With the rise of social media, business strategy in marketing departments followed the "like." Endorsements on social media channels like Facebook was thought, axiomatically, to lead to increased sales. That's one of the reasons that so many organizations have social media pages.
Social media engagement, so the theory goes, leads to more sales, both to "likers" and their social networks.
What Is the Value of a Thumbs-Up?
The exact value of a "like" or other social media approval, however, has been disputed for years. A roundup by Business Insider several years ago revealed that the values of likes was, on the whole, fairly negligible, ranging from $136.38 to $8.00. Some groups even said the value was $0 - it was all potential energy until a sale happened.
The most recent Harvard Business Review has weighed in with a study that says, essentially, that "likes" do not translate into either increased sales or ripple effect sales across an endorser's social network.
The authors believe that the correlation between likes and sales dollars long held by marketing departments is false. Marketers are confusing cause and consequence. The sequence is not "like a product - then buy." The more likely sequence is "favorably disposed toward a product, thus like. Because favorably disposed toward product in the first place, buy."
This could be the explanation for why companies like Starbucks do see an impact. Endorsers of Starbucks are, data show, likely to spend 8% more than people who don't "like" the company. Their transactions total 11% more.
It also likely (no pun intended) explains other data. While 80% of Fortune 500 companies have a Facebook page, other studies show that 80% of markets cannot quantify exactly the value social media contributes. A whopping 87% of chief marketing officers believe they can't be sure that social media creates new customers.
HBR focused on Facebook but believes the consumer behavior is generalizable to other social media channels.How to Proceed?
So what does this technology news mean for the future interaction of social media and business?
First, it means that likes do not necessarily influence buying or any other behavior. A like by itself is not a strong endorsement.

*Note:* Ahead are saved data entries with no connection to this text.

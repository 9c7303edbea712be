//! Token bucket rate limiter for the public share routes.
//!
//! Access codes are six digits, so each client gets a small burst and a slow
//! refill. Code verification is also throttled per share token, so one link
//! cannot be guessed at from many addresses. Exhausted buckets answer
//! `429 Too Many Requests`.

use std::collections::HashMap;
use std::sync::Arc;
use std::time::Instant;

use axum::extract::{Path, Request, State};
use axum::middleware::Next;
use axum::response::{IntoResponse, Response};
use tokio::sync::Mutex;
use tracing::warn;

use livepet_core::error::AppError;

use crate::error::ApiError;
use crate::extractors::client::client_ip;
use crate::state::AppState;

/// Buckets kept before idle ones are swept.
const SWEEP_THRESHOLD: usize = 10_000;

/// Simple in-memory token bucket rate limiter.
#[derive(Debug, Clone)]
pub struct RateLimiter {
    /// Client key → bucket state.
    buckets: Arc<Mutex<HashMap<String, TokenBucket>>>,
    /// Maximum tokens per bucket.
    max_tokens: u32,
    /// Token refill rate per second.
    refill_rate: f64,
}

#[derive(Debug, Clone)]
struct TokenBucket {
    tokens: f64,
    last_refill: Instant,
}

impl RateLimiter {
    /// Creates a new rate limiter.
    pub fn new(max_tokens: u32, refill_rate: f64) -> Self {
        Self {
            buckets: Arc::new(Mutex::new(HashMap::new())),
            max_tokens: max_tokens.max(1),
            refill_rate,
        }
    }

    /// Attempts to consume a token for the given key.
    pub async fn check(&self, key: &str) -> bool {
        let mut buckets = self.buckets.lock().await;
        let now = Instant::now();
        let capacity = f64::from(self.max_tokens);

        if buckets.len() >= SWEEP_THRESHOLD {
            let refill_rate = self.refill_rate;
            buckets.retain(|_, b| {
                b.tokens + now.duration_since(b.last_refill).as_secs_f64() * refill_rate < capacity
            });
        }

        let bucket = buckets.entry(key.to_string()).or_insert(TokenBucket {
            tokens: capacity,
            last_refill: now,
        });

        let elapsed = now.duration_since(bucket.last_refill).as_secs_f64();
        bucket.tokens = (bucket.tokens + elapsed * self.refill_rate).min(capacity);
        bucket.last_refill = now;

        if bucket.tokens >= 1.0 {
            bucket.tokens -= 1.0;
            true
        } else {
            false
        }
    }
}

/// Middleware applied to the public share routes, keyed on the client.
pub async fn share_rate_limit(State(state): State<AppState>, request: Request, next: Next) -> Response {
    let Some(limiter) = state.rate_limiter.as_ref() else {
        return next.run(request).await;
    };

    let key = client_ip(
        request.headers(),
        request.extensions(),
        state.config.rate_limit.trust_forwarded_for,
    )
    .unwrap_or_else(|| "unknown".to_string());
    if !limiter.check(&key).await {
        warn!(client = %key, "Public share rate limit exceeded");
        return throttled();
    }

    next.run(request).await
}

/// Middleware applied to code verification, keyed on the share token.
pub async fn code_attempt_rate_limit(
    State(state): State<AppState>,
    Path(token): Path<String>,
    request: Request,
    next: Next,
) -> Response {
    let Some(limiter) = state.code_attempt_limiter.as_ref() else {
        return next.run(request).await;
    };

    if !limiter.check(&token).await {
        warn!("Code attempts for one share link exceeded");
        return throttled();
    }

    next.run(request).await
}

fn throttled() -> Response {
    ApiError(AppError::rate_limit(
        "Too many attempts. Please wait a moment and try again.",
    ))
    .into_response()
}
//! Rate limiting configuration for the public share routes.

use serde::{Deserialize, Serialize};

/// Token bucket settings, applied per client address and, for code
/// verification, per share token.
#[derive(Debug, Clone, Serialize, Deserialize)]
pub struct RateLimitConfig {
    /// Whether throttling is applied at all.
    #[serde(default = "default_enabled")]
    pub enabled: bool,
    /// Bucket capacity (burst size).
    #[serde(default = "default_burst")]
    pub burst: u32,
    /// Tokens added back per minute.
    #[serde(default = "default_per_minute")]
    pub requests_per_minute: u32,
    /// Code attempts allowed against one share token before throttling,
    /// whatever address they come from.
    #[serde(default = "default_code_attempts")]
    pub code_attempts_per_token: u32,
    /// Code attempts added back per minute for one share token.
    #[serde(default = "default_code_attempts_per_minute")]
    pub code_attempts_per_minute: u32,
    /// Key clients on the first `X-Forwarded-For` hop instead of the socket
    /// peer. Only safe behind a proxy that overwrites the header.
    #[serde(default)]
    pub trust_forwarded_for: bool,
}

impl Default for RateLimitConfig {
    fn default() -> Self {
        Self {
            enabled: default_enabled(),
            burst: default_burst(),
            requests_per_minute: default_per_minute(),
            code_attempts_per_token: default_code_attempts(),
            code_attempts_per_minute: default_code_attempts_per_minute(),
            trust_forwarded_for: false,
        }
    }
}

fn default_enabled() -> bool {
    true
}

fn default_burst() -> u32 {
    10
}

fn default_per_minute() -> u32 {
    30
}

fn default_code_attempts() -> u32 {
    10
}

fn default_code_attempts_per_minute() -> u32 {
    5
}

Second, it means that marketers should combine "push" and "pull" methods. Branded content and advertising are still important on social media, just as they are in other media like television. Likes can be used to create a target audience for branded content and advertising on the sites and elsewhere.
Third, it opens up new possibilities to use social media. Social media can be used as a way to gather information about a given company's customer base. Lego, for example, uses its social media sites to get information about which of its products customers like the best. It also solicits ideas for new products.
Marketers should also remember that it is very important to have a metric to assess the success of social media channels, just as it is to assess the success of any other marketing activity. Is the goal to improve sales, brand recognition, penetration of a demographic?
Although data show that social media "likes" are not correlated with sales, targeted content and advertising campaigns should not be discarded. It's important for companies to determine what their social media goals are, and define program metrics that are both measurable and have meaning for the business.